By John Driscoll
Times-Standard (Eureka, Calif.), Sept. 24, 2010
In their pursuit of nationalized health care for everyone, Drs. Paul Hochfeld and Mike Huntington are under no illusions. They are swimming upstream.
At a time when Republicans — who could take control of Congress in the upcoming election — are talking about repealing recent health care legislation, some doctors are pushing to make health care reform far more complete. They are the Mad as Hell Doctors, currently on tour around California in an effort to educate people on the benefits of a single-payer and improved Medicare system.
After a rally at Humboldt State University, and before a community dinner and entertainment event at Bayside Grange in Arcata, Hochfeld and Huntington said that some people will benefit from the recently passed Patient Protection and Affordable Health Care Act. But the law leaves insurance companies entrenched, they said, and forces people to buy a flawed product through an industry that doesn’t add value to health care.
āWe still have this chaotic nonsystem,ā Hochfeld said.
Since people without insurance aren’t turned away at the emergency room door, the public is paying for the treatment that they get anyway, Hochfeld said. In a single-payer system, everyone is in the same risk pool, and taking the insurance companies out of the equation frees up 20 percent to 25 percent of the overall resources to improve care, he said.
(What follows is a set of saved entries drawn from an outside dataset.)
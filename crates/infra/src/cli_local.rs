//! Local CLI orchestration helpers.

use crate::runtime::{DiagnosticsRuntime, RuntimeAdapters};
use crate::{InfraError, InfraResult, PumpReport};
use insights_diag_adapters::{FileSessionStorage, InMemorySessionStorage, LogSink};
use insights_diag_app::{Disposition, LossReportOutcome, RecordOutcome};
use insights_diag_config::ValidatedDiagnosticsConfig;
use insights_diag_domain::{LedgerKey, Severity, parse_counter};
use insights_diag_ports::SessionStoragePort;
use insights_diag_shared::{ErrorCode};
use serde::Serialize;
use std::future::Future;
use std::path::{Path, PathBuf};
use std::sync::Arc;
use std::time::Duration;
use tokio_util::sync::CancellationToken;

/// Persisted ledger counters for one file-backed session.
#[derive(Debug, Clone, PartialEq, Eq, Serialize)]
#[serde(rename_all = "camelCase")]
pub struct LedgerStatus {
    /// Session file.
    pub session_path: PathBuf,
    /// Items enqueued but not yet confirmed sent.
    pub items_queued: u64,
    /// Loss reports emitted this session.
    pub issues_reported: u64,
    /// Configured per-session report limit.
    pub report_limit: u32,
}

/// Outcome of `ledger report`.
#[derive(Debug, Clone, PartialEq, Eq, Serialize)]
#[serde(rename_all = "camelCase")]
pub struct LedgerReportResult {
    /// `reported`, `noLoss`, `limitReached`, `disabled`, or `failed`.
    pub outcome: &'static str,
    /// Items reported lost, when a report was emitted.
    #[serde(skip_serializing_if = "Option::is_none")]
    pub lost: Option<u64>,
    /// Error code, when the report failed.
    #[serde(skip_serializing_if = "Option::is_none")]
    pub error_code: Option<String>,
    /// Diagnostics drained after the check.
    pub diagnostics_drained: usize,
    /// Counters after the check.
    pub status: LedgerStatus,
}

/// Read the persisted counters without modifying them.
pub fn run_ledger_status(
    session_path: &Path,
    config: &ValidatedDiagnosticsConfig,
) -> InfraResult<LedgerStatus> {
    let storage = FileSessionStorage::new(session_path);
    read_status(&storage, config)
}

/// Count `count` items as enqueued.
pub fn run_ledger_enqueue(
    session_path: &Path,
    config: &ValidatedDiagnosticsConfig,
    count: u64,
    output: Arc<dyn LogSink>,
) -> InfraResult<LedgerStatus> {
    let (storage, runtime) = file_runtime(session_path, config, output)?;
    for _ in 0..count {
        runtime.lifecycle().on_item_enqueued();
    }
    read_status(&storage, config)
}

/// Confirm `count` items as sent.
pub fn run_ledger_confirm(
    session_path: &Path,
    config: &ValidatedDiagnosticsConfig,
    count: u64,
    output: Arc<dyn LogSink>,
) -> InfraResult<LedgerStatus> {
    let (storage, runtime) = file_runtime(session_path, config, output)?;
    runtime.lifecycle().on_batch_sent(count);
    read_status(&storage, config)
}

/// Run one loss check, then drain whatever it logged. Reports and drained
/// diagnostics are written to `output` as JSON lines.
pub fn run_ledger_report(
    session_path: &Path,
    config: &ValidatedDiagnosticsConfig,
    output: Arc<dyn LogSink>,
) -> InfraResult<LedgerReportResult> {
    let (storage, runtime) = file_runtime(session_path, config, output)?;
    let summary = runtime.lifecycle().unload();

    let (outcome, lost, error_code) = match &summary.loss {
        LossReportOutcome::Disabled => ("disabled", None, None),
        LossReportOutcome::LimitReached { .. } => ("limitReached", None, None),
        LossReportOutcome::NoLoss => ("noLoss", None, None),
        LossReportOutcome::Reported { lost } => ("reported", Some(*lost), None),
        LossReportOutcome::Failed { error } => ("failed", None, Some(error.code.to_string())),
    };
    Ok(LedgerReportResult {
        outcome,
        lost,
        error_code,
        diagnostics_drained: summary.drained.emitted,
        status: read_status(&storage, config)?,
    })
}

/// End the session by deleting its file.
pub fn run_ledger_reset(session_path: &Path) -> InfraResult<()> {
    FileSessionStorage::new(session_path).clear()
}

fn file_runtime(
    session_path: &Path,
    config: &ValidatedDiagnosticsConfig,
    output: Arc<dyn LogSink>,
) -> InfraResult<(Arc<FileSessionStorage>, DiagnosticsRuntime)> {
    let storage = Arc::new(FileSessionStorage::new(session_path));
    // The ledger swallows storage errors; surface a corrupt file up front.
    let _ = storage.load()?;
    let runtime = DiagnosticsRuntime::build(
        config,
        RuntimeAdapters::json_lines(output, Some(storage.clone())),
    );
    Ok((storage, runtime))
}

fn read_status(
    storage: &FileSessionStorage,
    config: &ValidatedDiagnosticsConfig,
) -> InfraResult<LedgerStatus> {
    let read = |key: LedgerKey| -> InfraResult<u64> {
        Ok(parse_counter(storage.get(key.as_str())?.as_deref()))
    };
    Ok(LedgerStatus {
        session_path: storage.path().to_path_buf(),
        items_queued: read(LedgerKey::ItemsQueued)?,
        issues_reported: read(LedgerKey::IssuesReported)?,
        report_limit: config.limits().report_limit.get(),
    })
}

/// Inputs for a simulated session.
#[derive(Debug, Clone, Copy, PartialEq, Eq)]
pub struct SimulateOptions {
    /// Page views to simulate.
    pub page_views: u32,
    /// Critical diagnostics recorded per page view.
    pub critical_per_view: u32,
    /// Warning diagnostics recorded per page view.
    pub warnings_per_view: u32,
    /// Telemetry items enqueued per page view.
    pub items_per_view: u64,
    /// Telemetry items confirmed sent per page view.
    pub confirmed_per_view: u64,
    /// Run the timed pump for this long after the last page view instead of
    /// a single unload pass.
    pub pump_for: Option<Duration>,
}

impl Default for SimulateOptions {
    fn default() -> Self {
        Self {
            page_views: 1,
            critical_per_view: 3,
            warnings_per_view: 0,
            items_per_view: 0,
            confirmed_per_view: 0,
            pump_for: None,
        }
    }
}

/// Tallies from a simulated session.
#[derive(Debug, Clone, Default, PartialEq, Eq, Serialize)]
#[serde(rename_all = "camelCase")]
pub struct SimulateSummary {
    /// Page views simulated.
    pub page_views: u32,
    /// Messages queued.
    pub queued: u64,
    /// Throttle sentinels appended.
    pub sentinels: u64,
    /// Messages filtered out by verbosity.
    pub filtered: u64,
    /// Messages dropped by the throttle.
    pub dropped: u64,
    /// Messages raised in debug mode.
    pub raised: u64,
    /// Drained messages accepted by the trace sink.
    pub drained: u64,
    /// Drained messages the trace sink rejected.
    pub drain_failures: u64,
    /// Loss reports emitted.
    pub loss_reports: u64,
}

impl SimulateSummary {
    fn tally(&mut self, outcome: &RecordOutcome) {
        match outcome {
            RecordOutcome::Raise(_) => self.raised += 1,
            RecordOutcome::Recorded(Disposition::Queued) => self.queued += 1,
            RecordOutcome::Recorded(Disposition::QueuedWithSentinel) => {
                self.queued += 1;
                self.sentinels += 1;
            },
            RecordOutcome::Recorded(Disposition::FilteredByVerbosity) => self.filtered += 1,
            RecordOutcome::Recorded(Disposition::DroppedByThrottle) => self.dropped += 1,
        }
    }

    fn add_drain(&mut self, emitted: usize, failed: usize) {
        self.drained += u64::try_from(emitted).unwrap_or(u64::MAX);
        self.drain_failures += u64::try_from(failed).unwrap_or(u64::MAX);
    }
}

/// Simulate a session against in-memory storage. Drained diagnostics and
/// loss reports are written to `output` as JSON lines.
pub fn run_simulate(
    config: &ValidatedDiagnosticsConfig,
    options: SimulateOptions,
    output: Arc<dyn LogSink>,
) -> InfraResult<SimulateSummary> {
    let storage: Arc<dyn SessionStoragePort> = Arc::new(InMemorySessionStorage::new());
    let runtime = DiagnosticsRuntime::build(config, RuntimeAdapters::json_lines(output, Some(storage)));
    let lifecycle = runtime.lifecycle();
    let log = runtime.log();
    let mut summary = SimulateSummary {
        page_views: options.page_views,
        ..SimulateSummary::default()
    };

    for view in 0..options.page_views {
        lifecycle.begin_page_view();
        for index in 0..options.critical_per_view {
            let outcome = log.report_user_actionable(
                Severity::Critical,
                format!("simulated critical failure {view}.{index}"),
            );
            summary.tally(&outcome);
        }
        for index in 0..options.warnings_per_view {
            let outcome = log.report_non_user_actionable(
                Severity::Warning,
                format!("simulated warning {view}.{index}"),
            );
            summary.tally(&outcome);
        }
        for _ in 0..options.items_per_view {
            lifecycle.on_item_enqueued();
        }
        lifecycle.on_batch_sent(options.confirmed_per_view);

        let drained = lifecycle.drain();
        summary.add_drain(drained.emitted, drained.failed);
        if lifecycle.check_loss().is_reported() {
            summary.loss_reports += 1;
        }
    }

    if let Some(duration) = options.pump_for {
        let report = run_pump_for(&runtime, duration)?;
        summary.add_drain(report.emitted, report.failed);
        summary.add_drain(report.unload.drained.emitted, report.unload.drained.failed);
        summary.loss_reports += report.loss_reports;
        if report.unload.loss.is_reported() {
            summary.loss_reports += 1;
        }
    } else {
        let unload = lifecycle.unload();
        summary.add_drain(unload.drained.emitted, unload.drained.failed);
        if unload.loss.is_reported() {
            summary.loss_reports += 1;
        }
    }

    tracing::debug!(?summary, "simulation complete");
    Ok(summary)
}

/// Run the background pump on a dedicated current-thread runtime for
/// `duration`, then cancel it and return its report.
pub fn run_pump_for(runtime: &DiagnosticsRuntime, duration: Duration) -> InfraResult<PumpReport> {
    let token = CancellationToken::new();
    block_on(async {
        let handle = runtime.spawn_pump(token.clone());
        tokio::time::sleep(duration).await;
        token.cancel();
        handle.await.map_err(|error| {
            InfraError::unexpected(
                ErrorCode::internal(),
                format!("diagnostics pump failed: {error}"),
            )
        })
    })
}

fn block_on<F, T>(future: F) -> InfraResult<T>
where
    F: Future<Output = InfraResult<T>>,
{
    let runtime = tokio::runtime::Builder::new_current_thread()
        .enable_all()
        .build()
        .map_err(InfraError::from)?;
    runtime.block_on(future)
}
But if Congress was unwilling to pursue true government-run health care, what makes
the Mad As Hell Doctors think anything will change? It won’t, Hochfeld said, until large numbers of people understand the benefits of such a system. Which is why the doctors are on tour again.
In 2009, the Mad As Hell Doctors visited 15 states in an effort to bring a message to Congress that the current system is inefficient, costly and doesn’t lead to better care. The 2010 California tour is backing Senate Bill 810 — the California Universal Healthcare Act — which they see as potentially leading the way toward a national single-payer system.
Huntington said that the United States can provide high-quality health care, but it does so at a higher cost than in other countries. The wealthy can afford such treatment, he said, but average people needing intensive health care find themselves facing bankruptcy.
Huntington said he knows of a man, with a family, who was diagnosed with throat cancer and was facing a long and uncertain treatment and recovery. The cure was no sure thing, Huntington said. The man might die or be unable to work after the treatment was over, Huntington said, making him worry that he’d be saddling his family with a massive debt.
“Nobody should be in that dilemma,” Huntington said.